In such a war, each side seeks to “bleed out” the enemy — militarily, but also economically and politically — until the adversary no longer possesses the capacity to send sufficient weaponry and manpower to the front lines, forcing them either to abandon their goals or to be soundly defeated on the battlefield. Leaders’ ability to effectively manage and deploy the resources at their disposal is decisive, and the side with the greater military and economic power does not always prevail.

The classic example of a war of attrition is World War I — the conflict that gave rise to the term in the first place. Other examples include the American Civil War, the Egyptian-Israeli conflict of 1967-1970 (historically known as the “War of Attrition”), and the Iran-Iraq War. This category also encompasses North Vietnam's actions against U.S. forces, the Afghan mujahideen’s fight against Soviet troops, and, later, the Taliban’s struggle against the America-led international coalition that unceremoniously withdrew from Afghanistan in August 2021. In each of the latter three cases, the side with the advantage in resources eventually lost the political will to sustain military operations.

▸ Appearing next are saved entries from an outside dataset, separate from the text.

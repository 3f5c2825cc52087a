use thiserror::Error;

/// Errors raised while joining or imputing.
#[derive(Debug, Error)]
pub enum TransformError {
    /// The key column is absent, not `Int64`, or holds nulls.
    #[error("{side}: invalid patient_id column: {reason}")]
    InvalidKey { side: &'static str, reason: String },

    /// A suffixed name would clash with an existing column.
    #[error("column '{column}' would be produced twice by the join")]
    DuplicateColumn { column: String },

    /// A score cell cannot be read as a number.
    #[error("column '{column}' has non-numeric value '{value}' at row {row}")]
    NonNumericScore {
        column: String,
        row: usize,
        value: String,
    },

    /// Every score in a non-empty join is missing and the policy is to fail.
    #[error("cannot impute '{column}': all {rows} joined rows are missing a value")]
    EmptyMean { column: String, rows: usize },

    #[error("DataFrame operation failed: {message}")]
    DataFrame { message: String },
}

impl From<polars::prelude::PolarsError> for TransformError {
    fn from(err: polars::prelude::PolarsError) -> Self {
        Self::DataFrame {
            message: err.to_string(),
        }
    }
}

pub type Result<T> = std::result::Result<T, TransformError>;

World War I is considered a textbook example of a “war of attrition”
World War I is considered a textbook example of a “war of attrition”
General Photographic Agency / Getty Images

In wars of attrition, both sides typically suffer more losses than gains, but once involved in the fight, they find it difficult to disengage — in the eyes of their own people, only victory can justify the enormous sacrifices endured thus far. The concept of attrition is often invoked to justify operational failure. In World War I, the French labeled their costly tactical advances as “grignotage” (nibbling), while the Germans used the term “ausblutung” (bleeding out). Over a century later, Russia has deployed related buzzwords like “прогрызание” (gnawing through), “перемалывание” (grinding down), and “выдавливание” (squeezing out).

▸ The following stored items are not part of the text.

//! Feedback normalization.

use access_model::columns::SURROGATE_ID;
use polars::prelude::DataFrame;
use tracing::debug;

use crate::error::Result;

/// Drops the store-generated surrogate identifier, if present.
///
/// Row count and every other column are left untouched.
pub fn normalize_feedback(df: DataFrame) -> Result<DataFrame> {
    let has_surrogate = df
        .get_column_names()
        .iter()
        .any(|name| name.as_str() == SURROGATE_ID);
    if !has_surrogate {
        return Ok(df);
    }
    debug!(column = SURROGATE_ID, "dropping surrogate identifier");
    Ok(df.drop(SURROGATE_ID)?)
}

#[cfg(test)]
mod tests {
    use polars::prelude::{IntoColumn, NamedFrom, Series};

    use super::*;

    #[test]
    fn removes_surrogate_column() {
        let df = DataFrame::new(vec![
            Series::new("_id".into(), vec!["a1", "b2"]).into_column(),
            Series::new("patient_id".into(), vec![1i64, 2]).into_column(),
            Series::new("issue_type".into(), vec!["audio", "layout"]).into_column(),
        ])
        .unwrap();
        let normalized = normalize_feedback(df).unwrap();
        let names: Vec<&str> = normalized
            .get_column_names()
            .iter()
            .map(|name| name.as_str())
            .collect();
        assert_eq!(names, vec!["patient_id", "issue_type"]);
        assert_eq!(normalized.height(), 2);
    }

    #[test]
    fn absent_surrogate_is_a_no_op() {
        let df = DataFrame::new(vec![
            Series::new("patient_id".into(), vec![1i64]).into_column(),
        ])
        .unwrap();
        let normalized = normalize_feedback(df.clone()).unwrap();
        assert!(normalized.equals_missing(&df));
        let again = normalize_feedback(normalized).unwrap();
        assert!(again.equals_missing(&df));
    }
}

Parties rarely choose a strategy of attrition consciously

Parties rarely choose a strategy of attrition consciously, as the approach involves prolonged combat with uncertain final costs and outcomes. More often, belligerents are compelled to adopt an attritional approach following an initial failure to annihilate the enemy. The deliberate application of a strategy of attrition requires a considerable degree of cynicism, which is clearly evident, for example, in a quote from the President of Egypt, Gamal Abdel Nasser:

“If the enemy's actions lead to our loss of three thousand people in this campaign, we can still continue the fight because we have human reserves. If our actions lead to ten thousand casualties for the enemy, they will be forced to cease fighting, because they have no human reserves.”

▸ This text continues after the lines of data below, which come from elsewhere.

//! CLI argument definitions.

use std::path::PathBuf;

use clap::{Parser, Subcommand, ValueEnum};
use clap_verbosity_flag::{Verbosity, WarnLevel};
use colorchoice_clap::Color;

use access_model::columns::{DEFAULT_DATABASE, DEFAULT_MERGED_TABLE, DEFAULT_PROFILES_TABLE};

#[derive(Parser)]
#[command(
    name = "access-cli",
    version,
    about = "Merge patient profiles with accessibility feedback",
    long_about = "Merge patient profiles with accessibility feedback.\n\n\
                  Profiles and feedback are joined on patient_id, missing\n\
                  satisfaction scores are imputed with the mean, and the result\n\
                  replaces a table in a SQLite database."
)]
pub struct Cli {
    #[command(subcommand)]
    pub command: Command,

    /// Adjust log verbosity (-v for info, -vv for debug, -q for errors only).
    #[command(flatten)]
    pub verbosity: Verbosity<WarnLevel>,

    /// Control ANSI color output (auto, always, never).
    #[command(flatten)]
    pub color: Color,

    /// Explicit log level (overrides -v/-q flags).
    #[arg(long = "log-level", value_enum, global = true)]
    pub log_level: Option<LogLevelArg>,

    /// Log output format (pretty for human, json for machine parsing).
    #[arg(
        long = "log-format",
        value_enum,
        default_value = "pretty",
        global = true
    )]
    pub log_format: LogFormatArg,

    /// Write logs to a file instead of stderr.
    #[arg(long = "log-file", value_name = "PATH", global = true)]
    pub log_file: Option<PathBuf>,

    /// Allow patient-level values in trace logs.
    #[arg(long = "log-data", global = true)]
    pub log_data: bool,
}

#[derive(Subcommand)]
pub enum Command {
    /// Join profiles with feedback and persist the merged table.
    Merge(MergeArgs),

    /// Load a profile CSV into a SQLite table.
    StageProfiles(StageArgs),

    /// Summarize the persisted merged table.
    Report(ReportArgs),
}

#[derive(Parser)]
pub struct MergeArgs {
    /// TOML pipeline configuration. Flags below override its values.
    #[arg(long = "config", value_name = "FILE")]
    pub config: Option<PathBuf>,

    /// Profile source. A .db/.sqlite file selects the SQLite source.
    #[arg(long = "profiles", value_name = "PATH")]
    pub profiles: Option<PathBuf>,

    /// Table holding profiles when the profile source is SQLite.
    #[arg(long = "profiles-table", value_name = "NAME")]
    pub profiles_table: Option<String>,

    /// Feedback source.
    #[arg(long = "feedback", value_name = "PATH")]
    pub feedback: Option<PathBuf>,

    /// Feedback format (inferred from the extension when omitted).
    #[arg(long = "feedback-format", value_enum)]
    pub feedback_format: Option<FeedbackFormatArg>,

    /// Output SQLite database.
    #[arg(long = "database", value_name = "PATH")]
    pub database: Option<PathBuf>,

    /// Output table, replaced on every run.
    #[arg(long = "table", value_name = "NAME")]
    pub table: Option<String>,

    /// Imputation strategy for satisfaction scores.
    #[arg(long = "impute", value_enum)]
    pub impute: Option<ImputeArg>,

    /// Fail instead of warning when no score is available to average.
    #[arg(long = "fail-on-empty-mean")]
    pub fail_on_empty_mean: bool,

    /// Compute and summarize without writing the output table.
    #[arg(long = "dry-run")]
    pub dry_run: bool,
}

#[derive(Parser)]
pub struct StageArgs {
    /// Profile CSV to stage.
    #[arg(value_name = "CSV")]
    pub csv: PathBuf,

    #[arg(long = "database", value_name = "PATH", default_value = DEFAULT_DATABASE)]
    pub database: PathBuf,

    #[arg(long = "table", value_name = "NAME", default_value = DEFAULT_PROFILES_TABLE)]
    pub table: String,
}

#[derive(Parser)]
pub struct ReportArgs {
    #[arg(long = "database", value_name = "PATH", default_value = DEFAULT_DATABASE)]
    pub database: PathBuf,

    #[arg(long = "table", value_name = "NAME", default_value = DEFAULT_MERGED_TABLE)]
    pub table: String,

    /// Restrict the report to one country.
    #[arg(long = "country", value_name = "NAME")]
    pub country: Option<String>,

    /// Rows shown in the data preview.
    #[arg(long = "preview-rows", value_name = "N", default_value_t = 100)]
    pub preview_rows: usize,

    #[arg(long = "format", value_enum, default_value = "table")]
    pub format: ReportFormatArg,
}

#[derive(Clone, Copy, ValueEnum)]
pub enum FeedbackFormatArg {
    Csv,
    Documents,
}

#[derive(Clone, Copy, ValueEnum)]
pub enum ImputeArg {
    Mean,
    None,
}

#[derive(Clone, Copy, ValueEnum)]
pub enum ReportFormatArg {
    Table,
    Json,
}

/// CLI log level choices.
#[derive(Clone, Copy, ValueEnum)]
pub enum LogLevelArg {
    Error,
    Warn,
    Info,
    Debug,
    Trace,
}

/// CLI log format choices.
#[derive(Clone, Copy, ValueEnum)]
pub enum LogFormatArg {
    Pretty,
    Compact,
    Json,
}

A war of attrition does not automatically imply a stalemate on the front lines. World War II, with its rapid armored breakthroughs and crushing of entire army groups and fronts, exhibited many characteristics of a war of attrition. Essentially, the defeat of Germany and Japan came as a result of their inability to replenish losses, to maintain combat readiness at the required level, and to stave off the collapse of their industrial and social infrastructure.

Quite recently, during the “maneuver period” of the Russia-Ukraine war, Ukraine’s then Commander-in-Chief Valeriy Zaluzhnyi issued orders to “inflict maximum losses” on the invading Russian forces, effectively aiming to exhaust them on the battlefield. This strategy bore fruit, compelling the Russians to “regroup” and make “gestures of goodwill” by withdrawing from certain occupied territories including the Kyiv region and Snake Island.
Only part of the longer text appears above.